## Exercise
When you reach the line containing "pub mod context;" in the records below, start copying exactly, and stop once you have copied the line containing "pub fn create_pipeline_channels(channel_cap: usize)".

START The data

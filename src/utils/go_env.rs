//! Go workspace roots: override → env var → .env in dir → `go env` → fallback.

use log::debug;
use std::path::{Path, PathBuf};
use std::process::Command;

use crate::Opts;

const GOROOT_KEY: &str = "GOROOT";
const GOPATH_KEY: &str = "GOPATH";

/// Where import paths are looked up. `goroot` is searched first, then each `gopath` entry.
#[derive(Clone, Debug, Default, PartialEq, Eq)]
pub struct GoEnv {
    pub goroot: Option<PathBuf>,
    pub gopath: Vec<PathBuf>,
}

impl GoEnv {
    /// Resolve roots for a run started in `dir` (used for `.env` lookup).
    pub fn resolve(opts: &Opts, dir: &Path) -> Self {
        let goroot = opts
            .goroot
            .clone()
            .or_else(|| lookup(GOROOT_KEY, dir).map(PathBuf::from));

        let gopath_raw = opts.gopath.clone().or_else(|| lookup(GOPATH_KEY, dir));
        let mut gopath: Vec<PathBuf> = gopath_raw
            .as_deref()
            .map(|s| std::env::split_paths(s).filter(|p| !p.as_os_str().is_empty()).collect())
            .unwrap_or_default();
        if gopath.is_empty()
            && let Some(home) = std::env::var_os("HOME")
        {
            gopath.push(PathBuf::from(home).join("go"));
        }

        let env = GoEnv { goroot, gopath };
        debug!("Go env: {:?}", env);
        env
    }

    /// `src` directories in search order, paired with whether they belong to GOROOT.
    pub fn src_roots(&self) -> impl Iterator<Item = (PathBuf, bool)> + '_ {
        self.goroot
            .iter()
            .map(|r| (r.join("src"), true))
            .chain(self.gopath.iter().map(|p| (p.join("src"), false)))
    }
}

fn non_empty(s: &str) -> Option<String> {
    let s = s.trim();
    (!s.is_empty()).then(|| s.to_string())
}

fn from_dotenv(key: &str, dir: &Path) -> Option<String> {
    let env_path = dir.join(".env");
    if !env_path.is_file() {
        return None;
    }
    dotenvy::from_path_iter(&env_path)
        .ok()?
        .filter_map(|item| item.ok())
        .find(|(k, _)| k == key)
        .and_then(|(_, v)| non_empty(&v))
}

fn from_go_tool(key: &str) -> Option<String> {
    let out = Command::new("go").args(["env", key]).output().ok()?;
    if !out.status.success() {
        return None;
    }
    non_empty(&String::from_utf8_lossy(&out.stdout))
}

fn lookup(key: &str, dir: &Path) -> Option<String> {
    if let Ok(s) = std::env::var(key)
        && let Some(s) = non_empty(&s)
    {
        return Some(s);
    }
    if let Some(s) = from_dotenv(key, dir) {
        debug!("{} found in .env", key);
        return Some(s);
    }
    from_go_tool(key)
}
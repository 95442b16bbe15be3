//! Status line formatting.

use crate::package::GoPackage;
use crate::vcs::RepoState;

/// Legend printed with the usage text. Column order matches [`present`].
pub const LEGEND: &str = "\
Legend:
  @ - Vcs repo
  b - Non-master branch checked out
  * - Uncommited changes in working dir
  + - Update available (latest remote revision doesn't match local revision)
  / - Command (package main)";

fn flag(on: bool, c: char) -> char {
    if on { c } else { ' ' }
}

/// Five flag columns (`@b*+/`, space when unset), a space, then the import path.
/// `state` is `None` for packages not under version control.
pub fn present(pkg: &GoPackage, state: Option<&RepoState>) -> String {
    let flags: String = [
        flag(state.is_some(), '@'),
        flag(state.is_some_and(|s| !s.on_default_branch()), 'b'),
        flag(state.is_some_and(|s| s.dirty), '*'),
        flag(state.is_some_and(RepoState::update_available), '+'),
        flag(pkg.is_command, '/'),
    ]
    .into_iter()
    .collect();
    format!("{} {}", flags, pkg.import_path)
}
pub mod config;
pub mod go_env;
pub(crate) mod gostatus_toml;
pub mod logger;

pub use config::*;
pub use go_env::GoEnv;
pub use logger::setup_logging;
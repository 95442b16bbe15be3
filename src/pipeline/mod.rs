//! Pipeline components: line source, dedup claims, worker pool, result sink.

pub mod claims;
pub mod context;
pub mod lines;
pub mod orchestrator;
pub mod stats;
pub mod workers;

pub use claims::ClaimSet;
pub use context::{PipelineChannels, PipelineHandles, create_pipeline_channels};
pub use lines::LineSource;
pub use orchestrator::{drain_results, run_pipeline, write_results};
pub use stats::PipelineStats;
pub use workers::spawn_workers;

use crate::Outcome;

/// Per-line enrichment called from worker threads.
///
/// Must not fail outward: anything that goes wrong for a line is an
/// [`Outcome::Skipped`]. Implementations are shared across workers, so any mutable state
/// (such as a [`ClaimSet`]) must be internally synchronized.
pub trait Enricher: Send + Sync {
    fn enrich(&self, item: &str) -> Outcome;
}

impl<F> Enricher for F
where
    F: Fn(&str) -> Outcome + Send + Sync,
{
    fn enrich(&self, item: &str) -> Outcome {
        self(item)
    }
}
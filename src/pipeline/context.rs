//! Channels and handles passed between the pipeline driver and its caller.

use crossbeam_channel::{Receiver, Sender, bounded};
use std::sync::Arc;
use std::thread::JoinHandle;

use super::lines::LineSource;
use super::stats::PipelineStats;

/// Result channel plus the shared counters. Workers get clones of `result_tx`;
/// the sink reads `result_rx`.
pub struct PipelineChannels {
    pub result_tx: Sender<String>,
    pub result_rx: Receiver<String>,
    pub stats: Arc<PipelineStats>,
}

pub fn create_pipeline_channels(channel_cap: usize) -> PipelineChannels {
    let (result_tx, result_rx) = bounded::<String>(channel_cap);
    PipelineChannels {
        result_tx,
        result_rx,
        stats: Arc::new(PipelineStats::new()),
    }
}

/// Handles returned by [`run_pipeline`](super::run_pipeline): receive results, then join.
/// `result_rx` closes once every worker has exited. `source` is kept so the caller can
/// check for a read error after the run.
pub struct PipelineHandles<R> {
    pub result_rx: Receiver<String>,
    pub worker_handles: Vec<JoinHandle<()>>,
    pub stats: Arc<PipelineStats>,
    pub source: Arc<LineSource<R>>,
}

END The data

## Task answer
pub mod context;
pub mod lines;
pub mod orchestrator;
pub mod stats;
pub mod workers;

pub use claims::ClaimSet;
pub use context::{PipelineChannels, PipelineHandles, create_pipeline_channels};
pub use lines::LineSource;
pub use orchestrator::{drain_results, run_pipeline, write_results};
pub use stats::PipelineStats;
pub use workers::spawn_workers;

use crate::Outcome;

/// Per-line enrichment called from worker threads.
///
/// Must not fail outward: anything that goes wrong for a line is an
/// [`Outcome::Skipped`]. Implementations are shared across workers, so any mutable state
/// (such as a [`ClaimSet`]) must be internally synchronized.
pub trait Enricher: Send + Sync {
    fn enrich(&self, item: &str) -> Outcome;
}

impl<F> Enricher for F
where
    F: Fn(&str) -> Outcome + Send + Sync,
{
    fn enrich(&self, item: &str) -> Outcome {
        self(item)
    }
}
filename src/pipeline/context.rs
//! Channels and handles passed between the pipeline driver and its caller.

use crossbeam_channel::{Receiver, Sender, bounded};
use std::sync::Arc;
use std::thread::JoinHandle;

use super::lines::LineSource;
use super::stats::PipelineStats;

/// Result channel plus the shared counters. Workers get clones of `result_tx`;
/// the sink reads `result_rx`.
pub struct PipelineChannels {
    pub result_tx: Sender<String>,
    pub result_rx: Receiver<String>,
    pub stats: Arc<PipelineStats>,
}

pub fn create_pipeline_channels(channel_cap: usize) -> PipelineChannels {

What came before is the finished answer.